Work required: Beginning with the first line of the data below, set down each line exactly through the line that contains "without scraping text.".

━━━ Data extracts ━━━

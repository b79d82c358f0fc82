//! Telemetry samples, diagnostic line formatting, and the structured event log.
//!
//! Every bench tick produces one [`TelemetrySample`] which the
//! [`TelemetrySink`] renders into a fixed column layout and pushes to a
//! best-effort [`DiagnosticChannel`]. Sequencer events (arming edges, phase
//! entries, failures) are kept separately in a fixed-size ring buffer so the
//! operator console can summarize recent activity without scraping text.

use core::fmt::{self, Write as _};
use core::ops::Add;
use core::time::Duration;

use heapless::{HistoryBuf, String};

use crate::sequences::SelfTestPhase;
use crate::sequencer::SelfTestFailure;

pub mod filter;

pub use filter::{LowPass, LowPassConfig, MovingAverage, SampleFilter, SamplePipeline};

/// Canonical timestamp units for telemetry lines (milliseconds since boot).
pub type TimestampMillis = u64;

/// Identifier assigned to each recorded telemetry event.
pub type EventId = u32;

/// Maximum length of a single diagnostic line, excluding the terminator.
pub const MAX_LINE_LEN: usize = 96;

/// Column header written ahead of the sample stream.
pub const TELEMETRY_HEADER: &str = " time | raw | slide_moving |  LPF";

/// Bounded line buffer used when rendering diagnostic output.
pub type TelemetryLine = String<MAX_LINE_LEN>;

/// Trait implemented by monotonic instant wrappers driving the bench task.
pub trait MonotonicInstant: Copy + Ord + Add<Duration, Output = Self> {
    /// Returns the saturating duration from `earlier` to `self`.
    fn saturating_duration_since(&self, earlier: Self) -> Duration;

    /// Milliseconds since the monotonic epoch, used for telemetry timestamps.
    fn as_millis(&self) -> TimestampMillis;
}

/// Per-tick measurement record; built fresh every tick and never stored.
#[derive(Copy, Clone, Debug, Eq, PartialEq)]
pub struct TelemetrySample {
    pub timestamp_ms: TimestampMillis,
    pub raw: i32,
    pub stage1: i32,
    pub stage2: i32,
}

impl TelemetrySample {
    #[must_use]
    pub const fn new(timestamp_ms: TimestampMillis, raw: i32, stage1: i32, stage2: i32) -> Self {
        Self {
            timestamp_ms,
            raw,
            stage1,
            stage2,
        }
    }
}

impl fmt::Display for TelemetrySample {
    fn fmt(&self, f: &mut fmt::Formatter<'_>) -> fmt::Result {
        write!(
            f,
            "{} | {} | {} | {}",
            self.timestamp_ms, self.raw, self.stage1, self.stage2
        )
    }
}

/// Renders a sample into the `time | raw | stage1 | stage2` column layout.
pub fn format_sample_line(sample: &TelemetrySample) -> Result<TelemetryLine, fmt::Error> {
    let mut line = TelemetryLine::new();
    write!(line, "{sample}")?;
    Ok(line)
}

/// Renders a sequencer failure notice.
pub fn format_failure_line(failure: &SelfTestFailure) -> Result<TelemetryLine, fmt::Error> {
    let mut line = TelemetryLine::new();
    write!(
        line,
        "selftest-failure phase={} reason={}",
        failure.phase, failure.reason
    )?;
    Ok(line)
}

/// Renders a phase change notice.
pub fn format_transition_line(
    from: SelfTestPhase,
    to: SelfTestPhase,
) -> Result<TelemetryLine, fmt::Error> {
    let mut line = TelemetryLine::new();
    write!(line, "selftest-phase {from} -> {to}")?;
    Ok(line)
}

/// Transport for diagnostic text (RTT terminal, UART, stdout).
///
/// Implementations must not block: a full or unavailable channel returns
/// `false` and the line is discarded.
pub trait DiagnosticChannel {
    /// Attempts to queue `line` for output.
    fn write_line(&mut self, line: &str) -> bool;
}

impl<T: DiagnosticChannel + ?Sized> DiagnosticChannel for &mut T {
    fn write_line(&mut self, line: &str) -> bool {
        (**self).write_line(line)
    }
}

/// Formats telemetry and forwards it to a [`DiagnosticChannel`], counting drops.
pub struct TelemetrySink<C> {
    channel: C,
    header_interval: u32,
    header_pending: bool,
    lines_since_header: u32,
    lines_written: u32,
    lines_dropped: u32,
}

impl<C: DiagnosticChannel> TelemetrySink<C> {
    /// Creates a sink that writes the column header once, ahead of the first sample.
    pub const fn new(channel: C) -> Self {
        Self::with_header_interval(channel, 0)
    }

    /// Creates a sink that repeats the header every `interval` sample lines
    /// (`0` writes it only once).
    pub const fn with_header_interval(channel: C, interval: u32) -> Self {
        Self {
            channel,
            header_interval: interval,
            header_pending: true,
            lines_since_header: 0,
            lines_written: 0,
            lines_dropped: 0,
        }
    }

    /// Emits one sample line, preceded by the header when due.
    pub fn emit(&mut self, sample: &TelemetrySample) {
        if self.header_due() && self.write(TELEMETRY_HEADER) {
            self.header_pending = false;
            self.lines_since_header = 0;
        }

        match format_sample_line(sample) {
            Ok(line) => {
                self.write(line.as_str());
            }
            Err(_) => self.count_drop(),
        }
        self.lines_since_header = self.lines_since_header.saturating_add(1);
    }

    /// Emits a `selftest-failure` line.
    pub fn emit_failure(&mut self, failure: &SelfTestFailure) {
        match format_failure_line(failure) {
            Ok(line) => {
                self.write(line.as_str());
            }
            Err(_) => self.count_drop(),
        }
    }

    /// Emits a `selftest-phase` line.
    pub fn emit_transition(&mut self, from: SelfTestPhase, to: SelfTestPhase) {
        match format_transition_line(from, to) {
            Ok(line) => {
                self.write(line.as_str());
            }
            Err(_) => self.count_drop(),
        }
    }

    /// Total lines accepted by the channel.
    pub const fn lines_written(&self) -> u32 {
        self.lines_written
    }

    /// Total lines discarded because the channel refused them or they did not fit.
    pub const fn lines_dropped(&self) -> u32 {
        self.lines_dropped
    }

    pub fn channel(&self) -> &C {
        &self.channel
    }

    pub fn channel_mut(&mut self) -> &mut C {
        &mut self.channel
    }

    fn header_due(&self) -> bool {
        self.header_pending
            || (self.header_interval > 0 && self.lines_since_header >= self.header_interval)
    }

    fn write(&mut self, line: &str) -> bool {
        if self.channel.write_line(line) {
            self.lines_written = self.lines_written.saturating_add(1);
            true
        } else {
            self.count_drop();
            false
        }
    }

    fn count_drop(&mut self) {
        self.lines_dropped = self.lines_dropped.saturating_add(1);
    }
}

/// Structured events retained in the telemetry ring.
#[derive(Copy, Clone, Debug, Eq, PartialEq)]
pub enum TelemetryEventKind {
    ArmingChanged(bool),
    PhaseEntered(SelfTestPhase),
    NeutralCommanded,
    SelfTestFailed(SelfTestFailure),
    LinesDropped(u32),
}

impl fmt::Display for TelemetryEventKind {
    fn fmt(&self, f: &mut fmt::Formatter<'_>) -> fmt::Result {
        match self {
            TelemetryEventKind::ArmingChanged(true) => f.write_str("armed"),
            TelemetryEventKind::ArmingChanged(false) => f.write_str("disarmed"),
            TelemetryEventKind::PhaseEntered(phase) => write!(f, "phase {phase}"),
            TelemetryEventKind::NeutralCommanded => f.write_str("neutral"),
            TelemetryEventKind::SelfTestFailed(failure) => {
                write!(f, "failure {} {}", failure.phase, failure.reason)
            }
            TelemetryEventKind::LinesDropped(count) => write!(f, "dropped {count}"),
        }
    }
}

/// Total number of telemetry events retained in memory.
pub const TELEMETRY_RING_CAPACITY: usize = 32;

/// Telemetry record stored in the ring buffer.
#[derive(Copy, Clone, Debug, Eq, PartialEq)]
pub struct TelemetryRecord {
    pub id: EventId,
    pub timestamp_ms: TimestampMillis,
    pub event: TelemetryEventKind,
}

/// Records telemetry events into a fixed-size ring buffer.
pub struct TelemetryRecorder<const CAPACITY: usize = TELEMETRY_RING_CAPACITY> {
    ring: HistoryBuf<TelemetryRecord, CAPACITY>,
    next_event_id: EventId,
    failures: u32,
}

impl<const CAPACITY: usize> TelemetryRecorder<CAPACITY> {
    /// Creates a new telemetry recorder with an empty history.
    #[must_use]
    pub const fn new() -> Self {
        Self {
            ring: HistoryBuf::new(),
            next_event_id: 0,
            failures: 0,
        }
    }

    /// Returns an iterator over the recorded telemetry in chronological order.
    pub fn oldest_first(&self) -> impl Iterator<Item = &TelemetryRecord> + '_ {
        self.ring.oldest_ordered()
    }

    /// Returns the most recent telemetry record, if available.
    pub fn latest(&self) -> Option<&TelemetryRecord> {
        self.ring.recent()
    }

    /// Returns the number of records currently stored.
    pub fn len(&self) -> usize {
        self.ring.len()
    }

    /// Returns `true` when no telemetry records are stored.
    pub fn is_empty(&self) -> bool {
        self.ring.is_empty()
    }

    /// Number of self-test failures recorded since boot, including evicted ones.
    pub const fn failure_count(&self) -> u32 {
        self.failures
    }

    /// Records an event and returns its identifier.
    pub fn record(&mut self, event: TelemetryEventKind, timestamp_ms: TimestampMillis) -> EventId {
        let id = self.next_event_id;
        self.next_event_id = self.next_event_id.wrapping_add(1);

        if matches!(event, TelemetryEventKind::SelfTestFailed(_)) {
            self.failures = self.failures.saturating_add(1);
        }

        self.ring.write(TelemetryRecord {
            id,
            timestamp_ms,
            event,
        });

        id
    }
}

impl<const CAPACITY: usize> Default for TelemetryRecorder<CAPACITY> {
    fn default() -> Self {
        Self::new()
    }
}
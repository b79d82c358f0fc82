use embassy_stm32::Peri;
use embassy_stm32::gpio::{Input, Pull};
use embassy_stm32::peripherals::PB5;
use embassy_time::Ticker;
use selftest_core::link::SharedLinkStatus;

use crate::bench::{FirmwareInstant, to_embassy_duration};
use crate::link::{RC_POLL_PERIOD, RcLinkTracker};

/// Samples the receiver's frame-valid line and publishes the link state.
#[embassy_executor::task]
pub async fn run(pin: Peri<'static, PB5>, shared: &'static SharedLinkStatus) -> ! {
    // Pulled low so an unplugged receiver reads as "no frames".
    let frame_valid = Input::new(pin, Pull::Down);
    let mut tracker = RcLinkTracker::new(shared);
    let mut ticker = Ticker::every(to_embassy_duration(RC_POLL_PERIOD));

    loop {
        tracker.observe(frame_valid.is_high(), FirmwareInstant::now());
        ticker.next().await;
    }
}
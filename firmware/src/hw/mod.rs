//! Board peripherals behind the `selftest-core` collaborator traits.
//!
//! The servo output runs as a 50 Hz PWM frame; pulse widths from the sweep
//! profile are converted into timer compare values by [`pulse_to_duty`].

#![cfg_attr(not(target_os = "none"), allow(dead_code))]

use selftest_core::sequences::PulseWidth;

#[cfg(target_os = "none")]
pub mod pwm;
#[cfg(target_os = "none")]
pub mod sensor;

/// Servo/ESC frame rate.
pub const SERVO_FREQUENCY_HZ: u32 = 50;
/// Length of one servo frame in microseconds.
pub const SERVO_PERIOD_US: u32 = 1_000_000 / SERVO_FREQUENCY_HZ;

/// Maps a pulse width onto a compare value for a timer whose full period is `max_duty`.
///
/// Pulses longer than one frame saturate at `max_duty`.
pub fn pulse_to_duty(pulse: PulseWidth, max_duty: u16) -> u16 {
    let micros = u32::from(pulse.as_micros()).min(SERVO_PERIOD_US);
    let duty = micros * u32::from(max_duty) / SERVO_PERIOD_US;
    u16::try_from(duty).unwrap_or(max_duty)
}
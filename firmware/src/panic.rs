//! RTT panic reporter, selected with the `panic-log` feature.

use core::panic::PanicInfo;

#[panic_handler]
fn panic(info: &PanicInfo) -> ! {
    if let Some(location) = info.location() {
        defmt::error!("bench panic at {=str}:{=u32}", location.file(), location.line());
    }
    defmt::error!("{}", defmt::Display2Format(&info.message()));
    cortex_m::asm::udf();
}
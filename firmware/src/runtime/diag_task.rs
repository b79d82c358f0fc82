use crate::diagnostics::{self, DiagnosticReceiver};

/// Drains rendered telemetry lines to the RTT terminal.
#[embassy_executor::task]
pub async fn run(receiver: DiagnosticReceiver<'static>) -> ! {
    loop {
        let line = receiver.receive().await;
        diagnostics::emit_line(&line);
    }
}
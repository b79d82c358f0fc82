mod session;

use std::env;
use std::io::{self, BufRead, Write};
use std::path::PathBuf;
use std::process;
use std::time::Duration;

use selftest_core::config::BenchConfig;
use session::Session;

const USAGE: &str = "Usage: bench-emulator [--tick-ms <n>] [--transcript <path>]";

struct Options {
    config: BenchConfig,
    transcript: Option<PathBuf>,
}

fn main() -> io::Result<()> {
    let options = parse_options(env::args().skip(1)).unwrap_or_else(|err| {
        eprintln!("{err}");
        eprintln!("{USAGE}");
        process::exit(2);
    });

    let stdin = io::stdin();
    let mut reader = stdin.lock();
    let stdout = io::stdout();
    let mut writer = stdout.lock();
    let mut session = Session::new(&options.config, options.transcript.as_deref())?;
    let mut line = String::new();

    writeln!(
        writer,
        "Bench emulator ready (tick {}ms, rc link up). Type `help` for commands or `exit` to quit.",
        options.config.tick_period.as_millis()
    )?;

    loop {
        line.clear();
        write!(writer, "> ")?;
        writer.flush()?;

        let bytes_read = reader.read_line(&mut line)?;
        if bytes_read == 0 {
            writeln!(writer)?;
            break;
        }

        let trimmed = line.trim();
        if trimmed.is_empty() {
            continue;
        }

        if should_terminate(trimmed) {
            writeln!(writer, "Session closed.")?;
            break;
        }

        for response in session.handle_command(trimmed)? {
            writeln!(writer, "{response}")?;
        }
    }

    Ok(())
}

fn should_terminate(input: &str) -> bool {
    input.eq_ignore_ascii_case("exit") || input.eq_ignore_ascii_case("quit")
}

fn parse_options(mut args: impl Iterator<Item = String>) -> Result<Options, String> {
    let mut options = Options {
        config: BenchConfig::DEFAULT,
        transcript: None,
    };

    while let Some(arg) = args.next() {
        if let Some(value) = arg.strip_prefix("--tick-ms=") {
            options.config = options.config.with_tick_period(parse_tick(value)?);
        } else if arg == "--tick-ms" {
            let value = args.next().ok_or("Expected value after --tick-ms")?;
            options.config = options.config.with_tick_period(parse_tick(&value)?);
        } else if let Some(value) = arg.strip_prefix("--transcript=") {
            options.transcript = Some(PathBuf::from(value));
        } else if arg == "--transcript" {
            let value = args.next().ok_or("Expected value after --transcript")?;
            options.transcript = Some(PathBuf::from(value));
        } else {
            return Err(format!("Unknown argument `{arg}`"));
        }
    }

    Ok(options)
}

fn parse_tick(value: &str) -> Result<Duration, String> {
    match value.parse::<u64>() {
        Ok(millis) if millis > 0 => Ok(Duration::from_millis(millis)),
        _ => Err(format!("Invalid tick period `{value}` (expected milliseconds > 0)")),
    }
}

#[cfg(test)]
mod tests {
    use super::*;

    fn args(list: &[&str]) -> impl Iterator<Item = String> {
        list.iter().map(|arg| (*arg).to_string()).collect::<Vec<_>>().into_iter()
    }

    #[test]
    fn defaults_to_ten_millisecond_ticks() {
        let options = parse_options(args(&[])).unwrap();
        assert_eq!(options.config.tick_period, Duration::from_millis(10));
        assert!(options.transcript.is_none());
    }

    #[test]
    fn accepts_tick_and_transcript_flags() {
        let options = parse_options(args(&["--tick-ms", "20", "--transcript=out.log"])).unwrap();
        assert_eq!(options.config.tick_period, Duration::from_millis(20));
        assert_eq!(options.transcript, Some(PathBuf::from("out.log")));

        let options = parse_options(args(&["--tick-ms=5"])).unwrap();
        assert_eq!(options.config.tick_period, Duration::from_millis(5));
    }

    #[test]
    fn rejects_bad_arguments() {
        assert!(parse_options(args(&["--tick-ms", "0"])).is_err());
        assert!(parse_options(args(&["--tick-ms"])).is_err());
        assert!(parse_options(args(&["--verbose"])).is_err());
    }
}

━━━

Answer space:
repository b79d82c358f0fc82
//! Telemetry samples, diagnostic line formatting, and the structured event log.
//!
//! Every bench tick produces one [`TelemetrySample`] which the
//! [`TelemetrySink`] renders into a fixed column layout and pushes to a
//! best-effort [`DiagnosticChannel`]. Sequencer events (arming edges, phase
//! entries, failures) are kept separately in a fixed-size ring buffer so the
//! operator console can summarize recent activity without scraping text.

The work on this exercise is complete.